Live Oak and Spanish Red Oak grafted with Oak Wilt
Kevin Belter
TOWQ-183
Introduction To Oak Wilt
After a decade in the industry as an arborist qualified as a specialist in oak wilt and now as an ISA Board Certified Master Arborist, now more than ever, I am convinced that education with accurate knowledge is one of the most critical services I can provide.
Frustrated with the over-generalizations, lack of depth, breadth, and sometimes outright incorrect information from some of the main informational sites focused on dispersing information regarding oak wilt to Texans, as well as my national audience, I’ve decided to provide on my website a “reader’s digest version” of “the rest of the story” on oak wilt.
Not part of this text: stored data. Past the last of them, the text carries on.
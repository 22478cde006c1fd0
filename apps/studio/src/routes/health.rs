use axum::Json;
use serde_json::{json, Value};

/// GET /health
/// Returns a simple status object with service version.
pub async fn health_handler() -> Json<Value> {
    Json(json!({
        "status": "ok",
        "version": env!("CARGO_PKG_VERSION"),
        "service": "resume-studio"
    }))
}
use std::path::PathBuf;
use std::time::Duration;

use anyhow::{Context, Result};

/// Application configuration loaded from environment variables.
/// Every variable has a default; malformed values fail startup.
#[derive(Debug, Clone)]
pub struct Config {
    pub port: u16,
    pub rust_log: String,
    /// Base URL of the generation service (`/generate`, `/validate-key`).
    pub generation_url: String,
    /// Where the credential is persisted. In memory when unset.
    pub credential_file: Option<PathBuf>,
    pub server_retry_delay: Duration,
    pub rate_limit_cooldown_secs: u32,
    pub request_timeout: Duration,
}

impl Default for Config {
    fn default() -> Self {
        Self {
            port: 8080,
            rust_log: "info".to_string(),
            generation_url: "http://127.0.0.1:8000".to_string(),
            credential_file: None,
            server_retry_delay: Duration::from_secs(60),
            rate_limit_cooldown_secs: 60,
            request_timeout: Duration::from_secs(120),
        }
    }
}

impl Config {
    pub fn from_env() -> Result<Self> {
        dotenvy::dotenv().ok(); // load .env if present; ignore if missing
        Self::from_lookup(|key| std::env::var(key).ok())
    }

    fn from_lookup(lookup: impl Fn(&str) -> Option<String>) -> Result<Self> {
        let defaults = Config::default();
        let parsed = |key: &str, default: u64| -> Result<u64> {
            match lookup(key) {
                Some(raw) => raw
                    .trim()
                    .parse::<u64>()
                    .with_context(|| format!("{key} must be a non-negative integer")),
                None => Ok(default),
            }
        };

        Ok(Config {
            port: match lookup("PORT") {
                Some(raw) => raw
                    .trim()
                    .parse::<u16>()
                    .context("PORT must be a valid port number")?,
                None => defaults.port,
            },
            rust_log: lookup("RUST_LOG").unwrap_or(defaults.rust_log),
            generation_url: lookup("GENERATION_URL").unwrap_or(defaults.generation_url),
            credential_file: lookup("CREDENTIAL_FILE")
                .filter(|p| !p.trim().is_empty())
                .map(PathBuf::from),
            server_retry_delay: Duration::from_secs(parsed(
                "SERVER_RETRY_DELAY_SECS",
                defaults.server_retry_delay.as_secs(),
            )?),
            rate_limit_cooldown_secs: u32::try_from(parsed(
                "RATE_LIMIT_COOLDOWN_SECS",
                u64::from(defaults.rate_limit_cooldown_secs),
            )?)
            .context("RATE_LIMIT_COOLDOWN_SECS is too large")?,
            request_timeout: Duration::from_secs(parsed(
                "REQUEST_TIMEOUT_SECS",
                defaults.request_timeout.as_secs(),
            )?),
        })
    }
}

#[cfg(test)]
mod tests {
    use std::collections::HashMap;

    use super::*;

    fn config_from(vars: &[(&str, &str)]) -> Result<Config> {
        let map: HashMap<String, String> = vars
            .iter()
            .map(|(k, v)| (k.to_string(), v.to_string()))
            .collect();
        Config::from_lookup(|key| map.get(key).cloned())
    }

    #[test]
    fn test_defaults_when_unset() {
        let config = config_from(&[]).unwrap();
        assert_eq!(config.port, 8080);
        assert_eq!(config.generation_url, "http://127.0.0.1:8000");
        assert!(config.credential_file.is_none());
        assert_eq!(config.server_retry_delay, Duration::from_secs(60));
        assert_eq!(config.rate_limit_cooldown_secs, 60);
    }

    #[test]
    fn test_overrides_are_parsed() {
        let config = config_from(&[
            ("PORT", "9000"),
            ("CREDENTIAL_FILE", "/tmp/cred.json"),
            ("SERVER_RETRY_DELAY_SECS", "5"),
            ("RATE_LIMIT_COOLDOWN_SECS", "30"),
        ])
        .unwrap();
        assert_eq!(config.port, 9000);
        assert_eq!(config.credential_file, Some(PathBuf::from("/tmp/cred.json")));
        assert_eq!(config.server_retry_delay, Duration::from_secs(5));
        assert_eq!(config.rate_limit_cooldown_secs, 30);
    }

    #[test]
    fn test_bad_port_is_rejected() {
        let err = config_from(&[("PORT", "eighty")]).unwrap_err();
        assert!(err.to_string().contains("PORT"));
    }
}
I encourage you to check back frequently as myself with the assistance of a top-notch web development agency will aggressively be adding to this section. Simultaneously we are producing (but will not be publishing until entirely completed) a massive, treatise/compendium website without rival - both geared towards the general public seeking even more technical information, and especially to others in the industry in order to educate, to challenge, and to facilitate new ideas and practices relating to this disease.
Winter 2020 Central Texas Gardener "Meet the Experts" Interview
What Is Oak Wilt?
First, let’s define what it is not. Oak Wilt is NOT Acute Oak Decline. That is thought to be a bacterial disease mostly if not exclusively affecting oaks in England. It is not generic (oak) decline either, which is just a term used to describe why oaks or any tree for that matter is decline due to abiotic and or biotic stressors causing the mortality spiral pattern for large number of trees in a given area of any species. It is not Sudden Oak Death either. That is a water mold disease called phytophthora ramorum found predominately, if not exclusively in California and Oregon.
Oak wilt is a vascular wilt disease caused by a fungus that as it parasitically feeds on the sugars/starches created by the tree, it colonizes and clogs the water-conducting (xylem) vessels of trees in the Beech family (predominately oak species but also chestnuts and several others!).
The severity and rate of mortality is also due in large part to the self-preservation response of the tree – in which the tree shuts down and kills most of its colonized tissue in order to compartmentalize or trap the fungus and limit its full movement within the tree. Previously, the disease taxonomy was called ceratocystis fagacearum (“shut down/closing off/i.e. death of beech”) but has now been re-named bretziella fagacearum, in commemoration of the first researcher T. W. Bretz who pioneered the very first research and classification of this disease in the 1950’s in Minnesota.
Below we see an inaccuracy with the Texas Forest Service wherein they state that this wilt disease only affects oaks – but in actuality it affects the entire beech family. What would be true is that in Texas it almost exclusively affects oaks as few other members such as Chestnut tree species comprise only a very small population of the trees in this state.
Oak wilt is the worst tree pathogen in Texas.
It is in the top 5 tree pathogens in the USA. The national oak wilt map is eye-opening to the Texan as it clearly shows that our severe problem is actually only a small percentage of the total expanse of this disease. It is sobering to see how seriously our entire national tree cover is being affected by Oak Wilt.